Let's take the first scene from **Alice in Wonderland** from the Gutenberg project.
https://www.gutenberg.org/files/35688/35688-h/35688-h.htm
Scene 1 : Alice's home
----------------------
.. literalinclude:: alice.txt
:linenos:
Download:
:download:`alice.txt `
Scenario
--------
The most important point here is to work with lists.
We have two main lists:
- Scenario
- Actors
Fortunately we can import and export lists.
Let's prepare the dialog in a text editor.
- remove the emply lines
- break dialog into lines of less then 128 characters (which is the limit for text-to-speech)
- place the actor's name on a single line
- followed by one more multiple lines of dialog for that actor
.. image:: alice_scenario.png
So far we have 3 actors:
- Alice
- Carroll
- Red Queen
We use Capitalized names.
These names will also figure in the **Actors** list.
.. image:: alice_sprites.png
Only sprites can show text.
We use the broadcast message **read line** to
- set the voice for that actor
- show the dialog text in a bubble
- pronounce it with text-to-speach
- turn off the speech bubble
.. image:: alice_speak_line.png
At the start we
- set the language to English.
- set the index to 1
- set the actor to empty
- switch to the title background
.. image:: alice_start.png
To read a single line, we load the current **Scenario** line into the variable **line**.

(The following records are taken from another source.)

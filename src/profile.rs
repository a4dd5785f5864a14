use std::path::Path;

use tracing::info;

use crate::attachment::Attachment;
use crate::error::Result;
use crate::model::{CompanySettings, EmployeeDetails};
use crate::store::{Store, COMPANY_SETTINGS_KEY, EMPLOYEE_DETAILS_KEY};

pub fn load_company_settings(store: &Store) -> Result<CompanySettings> {
    store.load_or_default(COMPANY_SETTINGS_KEY)
}

pub fn load_employee_details(store: &Store) -> Result<EmployeeDetails> {
    store.load_or_default(EMPLOYEE_DETAILS_KEY)
}

/// Replaces the company settings. Without a new logo file the previous logo
/// is carried over.
pub fn save_company_settings(store: &Store, name: &str, logo_file: Option<&Path>) -> Result<CompanySettings> {
    let logo = match logo_file {
        Some(path) => Some(Attachment::from_file(path)?),
        None => load_company_settings(store)?.logo,
    };
    let settings = CompanySettings {
        name: name.trim().to_string(),
        logo,
    };
    store.save(COMPANY_SETTINGS_KEY, &settings)?;
    info!(has_logo = settings.logo.is_some(), "company settings saved");
    Ok(settings)
}

pub fn save_employee_details(store: &Store, details: &EmployeeDetails) -> Result<()> {
    store.save(EMPLOYEE_DETAILS_KEY, details)?;
    info!(emp_code = %details.emp_code, "employee details saved");
    Ok(())
}

#[cfg(test)]
mod tests {
    use super::*;

    #[test]
    fn company_logo_survives_name_only_save() {
        let dir = tempfile::tempdir().unwrap();
        let logo_path = dir.path().join("logo.png");
        std::fs::write(&logo_path, b"not really a png").unwrap();

        let store = Store::open_in_memory().unwrap();
        let first = save_company_settings(&store, "Acme", Some(&logo_path)).unwrap();
        assert_eq!(first.logo.as_ref().unwrap().mime(), "image/png");

        let second = save_company_settings(&store, " Acme Ltd ", None).unwrap();
        assert_eq!(second.name, "Acme Ltd");
        assert_eq!(second.logo, first.logo);
        assert_eq!(load_company_settings(&store).unwrap(), second);
    }

    #[test]
    fn employee_details_overwrite_wholesale() {
        let store = Store::open_in_memory().unwrap();
        let a = EmployeeDetails {
            emp_code: "E1".into(),
            emp_name: "Asha".into(),
            department: "Ops".into(),
            ..Default::default()
        };
        save_employee_details(&store, &a).unwrap();
        let b = EmployeeDetails {
            emp_code: "E2".into(),
            ..Default::default()
        };
        save_employee_details(&store, &b).unwrap();
        assert_eq!(load_employee_details(&store).unwrap(), b);
    }

    #[test]
    fn empty_store_yields_empty_profile() {
        let store = Store::open_in_memory().unwrap();
        assert_eq!(load_company_settings(&store).unwrap(), CompanySettings::default());
        assert_eq!(load_employee_details(&store).unwrap(), EmployeeDetails::default());
    }
}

If the line contains exactly the name of an actor in the **Actors** list,
we set the **actor** variable and proceed.
Otherwise we translate the line of dialog and send the **speak line** broadcast.
.. image:: alice_read_line.png
Pressing the SPACE bar will perform just the current line of dialog.
.. image:: alice_do_line.png
Pressing A (All) will perform the whole play from the beginning to the end.